- _Assigned task_: Please print the data shown below without any alteration.

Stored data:
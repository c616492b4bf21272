// Top-level orchestration: one `next_frame` call per cycle picks the anchor
// pair from the latest GPS fix, requests distances, fuses whatever has
// arrived and runs the geometry engine. Sensor feeds are push-style; the
// tracker only ever keeps the most recent sample of each.

use std::fs::OpenOptions;
use std::io::Write;
use std::path::Path;

use crate::anchors::AnchorSelector;
use crate::config::TrackerConfig;
use crate::error::{RangingError, TrackerError};
use crate::fusion::FusionFrame;
use crate::geometry::Algorithm;
use crate::session::RangingSession;
use crate::transport::{MeasurementStream, RangingLink};
use crate::types::{GpsFix, InertialSample};

/// Per-run frame counters.
#[derive(Clone, Copy, Debug, Default)]
pub struct TrackerStats {
    pub frames_produced: u64,
    pub valid_frames: u64,
}

pub struct PositionTracker<L: RangingLink> {
    config: TrackerConfig,
    session: RangingSession<L>,
    selector: AnchorSelector,
    algorithm: Algorithm,
    last_inertial: Option<InertialSample>,
    last_gps: Option<GpsFix>,
    records: Vec<String>,
    stats: TrackerStats,
}

impl<L: RangingLink> PositionTracker<L> {
    pub fn new(
        link: L,
        stream: Option<Box<dyn MeasurementStream>>,
        config: TrackerConfig,
        algorithm: Algorithm,
    ) -> Result<Self, RangingError> {
        let session = RangingSession::new(link, stream, &config)?;
        let selector = AnchorSelector::new(&config);
        Ok(Self {
            config,
            session,
            selector,
            algorithm,
            last_inertial: None,
            last_gps: None,
            records: Vec::new(),
            stats: TrackerStats::default(),
        })
    }

    /// Connect the ranging session. Call once before the first cycle.
    pub fn launch(&mut self) -> Result<(), RangingError> {
        self.session.connect()
    }

    pub fn feed_gps(&mut self, fix: GpsFix) {
        self.last_gps = Some(fix);
    }

    pub fn feed_inertial(&mut self, sample: InertialSample) {
        self.last_inertial = Some(sample);
    }

    pub fn stats(&self) -> TrackerStats {
        self.stats
    }

    /// Run one tracking cycle. `NoData` covers every "nothing to fuse yet"
    /// case: no GPS fix so far, no usable anchor pair, or no measurement
    /// parsed since startup. A request failure triggers a session restart
    /// before propagating.
    pub fn next_frame(&mut self) -> Result<FusionFrame, RangingError> {
        let gps = self.last_gps.clone().ok_or(RangingError::NoData)?;
        let selection = self.selector.select(&gps).ok_or(RangingError::NoData)?;

        if let Err(err) = self
            .session
            .ask_for_distances(&selection.nearest.address, &selection.second.address)
        {
            log::warn!("distance request failed ({err}), restarting session");
            let _ = self.session.restart();
            return Err(err);
        }

        let pair = self.session.last_measurement_pair().ok_or(RangingError::NoData)?;

        let mut frame = FusionFrame::new(
            pair,
            self.last_inertial.clone(),
            Some(gps),
            &self.config.freshness,
        );
        frame.calculate(&selection, self.algorithm, &self.config);

        self.stats.frames_produced += 1;
        if frame.is_valid {
            self.stats.valid_frames += 1;
        }
        self.records.push(frame.to_string());
        Ok(frame)
    }

    /// Stop the session and flush every accumulated frame record to the
    /// session log, appending if the file already exists.
    pub fn shutdown(&mut self, log_path: &Path) -> Result<(), TrackerError> {
        self.session.shutdown();
        if self.records.is_empty() {
            return Ok(());
        }
        let mut file = OpenOptions::new().create(true).append(true).open(log_path)?;
        for record in self.records.drain(..) {
            file.write_all(record.as_bytes())?;
        }
        log::info!("session log written to {}", log_path.display());
        Ok(())
    }
}
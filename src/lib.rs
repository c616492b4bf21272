//! UWB two-anchor position tracker.
//!
//! A tag carrying a UWB ranging front-end, a GPS receiver and an AHRS unit is
//! localized against a surveyed anchor set: each cycle the two anchors
//! nearest the current GPS fix are asked for distances, the answers are fused
//! with the latest sensor samples into a validated frame, and a trilateration
//! engine turns the two ranges into a geographic position.
//!
//! The crate is transport-agnostic: the BLE/serial drivers live behind the
//! [`transport::RangingLink`] and [`transport::MeasurementStream`] traits,
//! with in-memory mocks provided for tests and the demo binary.

pub mod anchors;
pub mod config;
pub mod error;
pub mod fusion;
pub mod geometry;
pub mod gps;
pub mod protocol;
pub mod session;
pub mod tracker;
pub mod transport;
pub mod types;

pub use config::TrackerConfig;
pub use error::{RangingError, TrackerError, TransportError};
pub use fusion::FusionFrame;
pub use geometry::Algorithm;
pub use tracker::PositionTracker;
pub use types::{Anchor, GpsFix, InertialSample, Point};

- _Solution for this problem_:
repository c616492b4bf21272
// Top-level orchestration: one `next_frame` call per cycle picks the anchor
// pair from the latest GPS fix, requests distances, fuses whatever has
// arrived and runs the geometry engine. Sensor feeds are push-style; the
// tracker only ever keeps the most recent sample of each.

use std::fs::OpenOptions;
use std::io::Write;
use std::path::Path;

use crate::anchors::AnchorSelector;
use crate::config::TrackerConfig;
use crate::error::{RangingError, TrackerError};
use crate::fusion::FusionFrame;
use crate::geometry::Algorithm;
use crate::session::RangingSession;
use crate::transport::{MeasurementStream, RangingLink};
use crate::types::{GpsFix, InertialSample};

/// Per-run frame counters.
#[derive(Clone, Copy, Debug, Default)]
pub struct TrackerStats {
    pub frames_produced: u64,
    pub valid_frames: u64,
}

pub struct PositionTracker<L: RangingLink> {
    config: TrackerConfig,
    session: RangingSession<L>,
    selector: AnchorSelector,
    algorithm: Algorithm,
    last_inertial: Option<InertialSample>,
    last_gps: Option<GpsFix>,
    records: Vec<String>,
    stats: TrackerStats,
}

impl<L: RangingLink> PositionTracker<L> {
    pub fn new(
        link: L,
        stream: Option<Box<dyn MeasurementStream>>,
        config: TrackerConfig,
        algorithm: Algorithm,
    ) -> Result<Self, RangingError> {
        let session = RangingSession::new(link, stream, &config)?;
        let selector = AnchorSelector::new(&config);
        Ok(Self {
            config,
            session,
            selector,
            algorithm,
            last_inertial: None,
            last_gps: None,
            records: Vec::new(),
            stats: TrackerStats::default(),
        })
    }

    /// Connect the ranging session. Call once before the first cycle.
    pub fn launch(&mut self) -> Result<(), RangingError> {
        self.session.connect()
    }

    pub fn feed_gps(&mut self, fix: GpsFix) {
        self.last_gps = Some(fix);
    }

    pub fn feed_inertial(&mut self, sample: InertialSample) {
        self.last_inertial = Some(sample);
    }

    pub fn stats(&self) -> TrackerStats {
        self.stats
    }

    /// Run one tracking cycle. `NoData` covers every "nothing to fuse yet"
    /// case: no GPS fix so far, no usable anchor pair, or no measurement
    /// parsed since startup. A request failure triggers a session restart
    /// before propagating.
    pub fn next_frame(&mut self) -> Result<FusionFrame, RangingError> {
        let gps = self.last_gps.clone().ok_or(RangingError::NoData)?;
        let selection = self.selector.select(&gps).ok_or(RangingError::NoData)?;

        if let Err(err) = self
            .session
            .ask_for_distances(&selection.nearest.address, &selection.second.address)
        {
            log::warn!("distance request failed ({err}), restarting session");
            let _ = self.session.restart();
            return Err(err);
        }

        let pair = self.session.last_measurement_pair().ok_or(RangingError::NoData)?;

        let mut frame = FusionFrame::new(
            pair,
            self.last_inertial.clone(),
            Some(gps),
            &self.config.freshness,
        );
        frame.calculate(&selection, self.algorithm, &self.config);

        self.stats.frames_produced += 1;
        if frame.is_valid {
            self.stats.valid_frames += 1;
        }
        self.records.push(frame.to_string());
        Ok(frame)
    }

    /// Stop the session and flush every accumulated frame record to the
    /// session log, appending if the file already exists.
    pub fn shutdown(&mut self, log_path: &Path) -> Result<(), TrackerError> {
        self.session.shutdown();
        if self.records.is_empty() {
            return Ok(());
        }
        let mut file = OpenOptions::new().create(true).append(true).open(log_path)?;
        for record in self.records.drain(..) {
            file.write_all(record.as_bytes())?;
        }
        log::info!("session log written to {}", log_path.display());
        Ok(())
    }
}
filename src/lib.rs
repository c616492b4bf21272
//! UWB two-anchor position tracker.
//!
//! A tag carrying a UWB ranging front-end, a GPS receiver and an AHRS unit is
//! localized against a surveyed anchor set: each cycle the two anchors
//! nearest the current GPS fix are asked for distances, the answers are fused
//! with the latest sensor samples into a validated frame, and a trilateration
//! engine turns the two ranges into a geographic position.
//!
//! The crate is transport-agnostic: the BLE/serial drivers live behind the
//! [`transport::RangingLink`] and [`transport::MeasurementStream`] traits,
//! with in-memory mocks provided for tests and the demo binary.

pub mod anchors;
pub mod config;
pub mod error;
pub mod fusion;
pub mod geometry;
pub mod gps;
pub mod protocol;
pub mod session;
pub mod tracker;
pub mod transport;
pub mod types;

pub use config::TrackerConfig;
pub use error::{RangingError, TrackerError, TransportError};
pub use fusion::FusionFrame;
pub use geometry::Algorithm;
pub use tracker::PositionTracker;
pub use types::{Anchor, GpsFix, InertialSample, Point};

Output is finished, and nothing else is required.